PROVIDED DATA:
*****

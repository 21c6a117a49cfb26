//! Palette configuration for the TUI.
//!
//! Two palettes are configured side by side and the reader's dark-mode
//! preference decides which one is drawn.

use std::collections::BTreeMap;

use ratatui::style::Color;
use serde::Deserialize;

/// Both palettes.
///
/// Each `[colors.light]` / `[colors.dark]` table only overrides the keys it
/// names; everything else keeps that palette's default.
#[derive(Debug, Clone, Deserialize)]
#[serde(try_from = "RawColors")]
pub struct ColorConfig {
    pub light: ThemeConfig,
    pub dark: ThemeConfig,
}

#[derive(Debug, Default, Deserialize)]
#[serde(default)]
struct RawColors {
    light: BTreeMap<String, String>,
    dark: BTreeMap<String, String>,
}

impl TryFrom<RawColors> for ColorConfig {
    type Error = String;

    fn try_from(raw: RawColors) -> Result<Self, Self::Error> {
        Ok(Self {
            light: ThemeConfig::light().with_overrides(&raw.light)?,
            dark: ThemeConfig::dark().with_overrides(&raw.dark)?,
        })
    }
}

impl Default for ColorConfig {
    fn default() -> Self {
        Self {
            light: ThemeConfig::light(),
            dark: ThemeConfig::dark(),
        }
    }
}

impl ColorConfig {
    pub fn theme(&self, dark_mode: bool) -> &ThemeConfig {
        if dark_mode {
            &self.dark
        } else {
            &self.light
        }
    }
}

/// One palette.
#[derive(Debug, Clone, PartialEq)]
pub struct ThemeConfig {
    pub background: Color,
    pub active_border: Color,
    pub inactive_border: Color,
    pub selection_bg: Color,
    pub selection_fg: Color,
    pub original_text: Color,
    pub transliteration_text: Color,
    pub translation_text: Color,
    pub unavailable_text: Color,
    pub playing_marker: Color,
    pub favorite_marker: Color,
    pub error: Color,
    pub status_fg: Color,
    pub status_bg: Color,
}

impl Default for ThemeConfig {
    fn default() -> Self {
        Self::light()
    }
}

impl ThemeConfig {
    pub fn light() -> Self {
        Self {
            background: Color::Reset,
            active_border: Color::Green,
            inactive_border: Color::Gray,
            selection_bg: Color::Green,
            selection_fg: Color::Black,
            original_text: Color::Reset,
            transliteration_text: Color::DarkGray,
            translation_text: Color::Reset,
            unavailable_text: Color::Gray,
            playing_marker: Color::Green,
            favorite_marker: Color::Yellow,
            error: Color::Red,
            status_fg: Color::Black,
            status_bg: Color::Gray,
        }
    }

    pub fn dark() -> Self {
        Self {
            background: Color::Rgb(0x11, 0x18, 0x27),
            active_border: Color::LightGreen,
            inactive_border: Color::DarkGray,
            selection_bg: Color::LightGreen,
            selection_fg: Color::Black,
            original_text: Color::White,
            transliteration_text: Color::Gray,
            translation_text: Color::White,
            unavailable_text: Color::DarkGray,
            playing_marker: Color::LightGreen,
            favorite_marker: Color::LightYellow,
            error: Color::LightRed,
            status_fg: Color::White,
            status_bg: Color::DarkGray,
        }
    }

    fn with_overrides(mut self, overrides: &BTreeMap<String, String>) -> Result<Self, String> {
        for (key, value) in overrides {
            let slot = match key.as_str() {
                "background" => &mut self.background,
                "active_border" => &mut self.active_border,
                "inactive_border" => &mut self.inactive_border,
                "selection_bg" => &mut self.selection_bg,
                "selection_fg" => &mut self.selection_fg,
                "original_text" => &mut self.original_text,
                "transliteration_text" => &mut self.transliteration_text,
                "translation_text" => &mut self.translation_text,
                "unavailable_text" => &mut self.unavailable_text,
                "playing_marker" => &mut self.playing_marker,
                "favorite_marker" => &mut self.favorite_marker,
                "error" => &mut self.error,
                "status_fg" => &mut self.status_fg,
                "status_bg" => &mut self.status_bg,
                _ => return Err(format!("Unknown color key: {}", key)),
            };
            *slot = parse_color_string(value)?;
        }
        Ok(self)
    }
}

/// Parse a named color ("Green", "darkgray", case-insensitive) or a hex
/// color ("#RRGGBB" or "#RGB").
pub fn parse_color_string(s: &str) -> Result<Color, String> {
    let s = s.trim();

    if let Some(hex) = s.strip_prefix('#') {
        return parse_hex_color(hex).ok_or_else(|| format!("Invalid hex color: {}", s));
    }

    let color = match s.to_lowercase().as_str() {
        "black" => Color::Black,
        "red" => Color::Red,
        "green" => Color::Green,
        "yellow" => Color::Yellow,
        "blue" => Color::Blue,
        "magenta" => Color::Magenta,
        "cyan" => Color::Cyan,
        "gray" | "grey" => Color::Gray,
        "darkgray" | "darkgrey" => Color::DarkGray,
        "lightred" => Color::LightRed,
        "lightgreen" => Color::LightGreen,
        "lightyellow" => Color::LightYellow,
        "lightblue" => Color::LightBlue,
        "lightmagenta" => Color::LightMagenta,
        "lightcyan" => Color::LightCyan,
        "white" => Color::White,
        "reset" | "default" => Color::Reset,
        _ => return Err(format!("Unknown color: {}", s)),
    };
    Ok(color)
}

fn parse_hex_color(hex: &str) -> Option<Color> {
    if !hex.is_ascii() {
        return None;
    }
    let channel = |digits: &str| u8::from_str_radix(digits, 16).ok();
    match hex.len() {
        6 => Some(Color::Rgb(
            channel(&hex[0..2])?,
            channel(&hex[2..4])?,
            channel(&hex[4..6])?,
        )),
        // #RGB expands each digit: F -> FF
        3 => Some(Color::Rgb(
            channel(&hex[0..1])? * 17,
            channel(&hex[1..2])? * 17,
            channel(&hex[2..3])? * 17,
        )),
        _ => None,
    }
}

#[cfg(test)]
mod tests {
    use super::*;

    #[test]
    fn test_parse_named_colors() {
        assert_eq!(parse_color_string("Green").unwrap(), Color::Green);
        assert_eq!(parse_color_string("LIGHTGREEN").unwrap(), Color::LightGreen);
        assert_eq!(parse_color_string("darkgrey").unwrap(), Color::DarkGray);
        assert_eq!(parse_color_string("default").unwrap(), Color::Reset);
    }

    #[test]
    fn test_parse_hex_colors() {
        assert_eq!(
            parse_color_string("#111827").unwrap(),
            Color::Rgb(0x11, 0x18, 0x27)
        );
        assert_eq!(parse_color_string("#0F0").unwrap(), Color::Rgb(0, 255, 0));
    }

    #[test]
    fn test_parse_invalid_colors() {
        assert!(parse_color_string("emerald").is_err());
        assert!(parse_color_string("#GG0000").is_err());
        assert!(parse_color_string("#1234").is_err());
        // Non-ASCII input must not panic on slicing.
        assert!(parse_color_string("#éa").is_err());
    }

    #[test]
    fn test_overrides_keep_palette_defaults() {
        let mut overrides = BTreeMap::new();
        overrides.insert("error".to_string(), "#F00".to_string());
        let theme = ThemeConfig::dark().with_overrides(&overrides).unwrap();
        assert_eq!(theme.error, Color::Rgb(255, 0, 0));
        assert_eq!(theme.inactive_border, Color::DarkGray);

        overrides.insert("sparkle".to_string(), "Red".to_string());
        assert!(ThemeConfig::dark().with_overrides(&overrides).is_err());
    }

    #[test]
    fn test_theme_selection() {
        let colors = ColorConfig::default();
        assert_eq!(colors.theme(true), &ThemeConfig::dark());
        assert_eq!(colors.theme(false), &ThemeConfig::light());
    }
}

*****

TO DO:
Go through the material above, and wherever a line contains the string "LightRed", return it.

TASK RESPONSE:
            error: Color::LightRed,
        "lightred" => Color::LightRed,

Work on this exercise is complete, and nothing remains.